• **What to produce**
The answer is the set of lines that include "AttachmentId", copied from the data below.

╭──

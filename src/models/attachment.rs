use std::fmt;

use jiff::Timestamp;
use serde::{Deserialize, Serialize};

use crate::models::{
    AttachmentId, CommentId, InvalidChoice, ProjectId, TaskId, UserId, comment::Commentable,
    user::UserSummary,
};

#[derive(Serialize, Deserialize, Clone, Debug, PartialEq)]
pub struct Attachment {
    pub id: AttachmentId,
    /// Uploader
    pub user_id: UserId,
    pub attachable: Attachable,
    /// Blob storage disk the file lives on
    pub disk: String,
    /// Path of the file inside the disk
    pub path: String,
    /// File name as uploaded by the client
    pub file_name: String,
    pub file_size: u64,
    pub mime_type: String,
    pub created_at: Timestamp,
    pub updated_at: Timestamp,
}

/// What an attachment hangs off: a type tag plus the numeric id.
#[derive(Serialize, Deserialize, Clone, Copy, Debug, PartialEq, Eq, Hash)]
#[serde(tag = "type", content = "id", rename_all = "snake_case")]
pub enum Attachable {
    Project(ProjectId),
    Task(TaskId),
    Comment(CommentId),
}

impl Attachable {
    pub fn parse(kind: &str, id: u64) -> Result<Self, InvalidChoice> {
        match kind {
            "project" => Ok(Attachable::Project(id)),
            "task" => Ok(Attachable::Task(id)),
            "comment" => Ok(Attachable::Comment(id)),
            other => Err(InvalidChoice::new("attachable type", other)),
        }
    }

    pub fn kind(&self) -> &'static str {
        match self {
            Attachable::Project(_) => "project",
            Attachable::Task(_) => "task",
            Attachable::Comment(_) => "comment",
        }
    }

    pub fn id(&self) -> u64 {
        match self {
            Attachable::Project(id) | Attachable::Task(id) | Attachable::Comment(id) => *id,
        }
    }
}

impl From<Commentable> for Attachable {
    fn from(commentable: Commentable) -> Self {
        match commentable {
            Commentable::Project(id) => Attachable::Project(id),
            Commentable::Task(id) => Attachable::Task(id),
        }
    }
}

impl fmt::Display for Attachable {
    fn fmt(&self, f: &mut fmt::Formatter<'_>) -> fmt::Result {
        write!(f, "{} #{}", self.kind(), self.id())
    }
}

#[derive(Serialize, Deserialize, Clone, Debug, PartialEq)]
pub struct AttachmentView {
    pub attachment: Attachment,
    pub uploader: Option<UserSummary>,
}

#[cfg(test)]
mod tests {
    use super::*;

    #[test]
    fn test_attachable_tag_round_trips_through_json() {
        let json = serde_json::to_string(&Attachable::Comment(7)).unwrap();
        assert_eq!(json, r#"{"type":"comment","id":7}"#);
        assert_eq!(
            serde_json::from_str::<Attachable>(&json).unwrap(),
            Attachable::Comment(7)
        );
    }

    #[test]
    fn test_attachable_rejects_unknown_type() {
        let err = Attachable::parse("team", 1).unwrap_err();
        assert_eq!(err.to_string(), "The selected attachable type is invalid.");
    }
}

╰──

• **Answer section**
    AttachmentId, CommentId, InvalidChoice, ProjectId, TaskId, UserId, comment::Commentable,
    pub id: AttachmentId,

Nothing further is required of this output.